YOUR TASK: Repeat only the lines below from the one containing "fixture: Option<&Path>) ->" through the one containing "let fetcher = FixtureFetcher::load(path)?;", inclusive, exactly as written.

Top of DATA TO PROCESS

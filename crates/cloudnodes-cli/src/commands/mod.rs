//! CLI command implementations
//!
//! This module contains all CloudNodes CLI command implementations.

pub mod check;
pub mod config;
pub mod nodes;
pub mod watch;

use std::path::Path;
use std::sync::Arc;

use anyhow::{Context, Result};
use cloudnodes_config::{ConfigLoader, NodeSourceConfig};
use cloudnodes_source::{FixtureFetcher, NodeSource};

use crate::GlobalOptions;

/// Load configuration: global file, then `--config`, then CLI overrides.
///
/// The result is not validated.
pub fn load_config(global: &GlobalOptions) -> Result<NodeSourceConfig> {
    let overrides = global.to_config_overrides();
    ConfigLoader::new()
        .load(global.config.as_deref(), Some(&overrides))
        .context("Failed to load configuration")
}

/// Create a node source, served from a fixture file when one is given.
pub fn create_source(global: &GlobalOptions, fixture: Option<&Path>) -> Result<NodeSource> {
    let config = load_config(global)?;

    let source = match fixture {
        Some(path) => {
            let fetcher = FixtureFetcher::load(path)?;
            NodeSource::with_fetcher(config, Arc::new(fetcher))
        }
        None => NodeSource::from_config(config),
    };

    source.context("Failed to create node source")
}

/// Print an info message (respects quiet flag).
pub fn print_info(message: &str, quiet: bool) {
    if !quiet {
        eprintln!("{}", message);
    }
}

/// Print a warning message to stderr.
pub fn print_warning(message: &str) {
    eprintln!("warning: {}", message);
}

Bottom of DATA TO PROCESS

TASK ANSWER:
pub fn create_source(global: &GlobalOptions, fixture: Option<&Path>) -> Result<NodeSource> {
    let config = load_config(global)?;

    let source = match fixture {
        Some(path) => {
            let fetcher = FixtureFetcher::load(path)?;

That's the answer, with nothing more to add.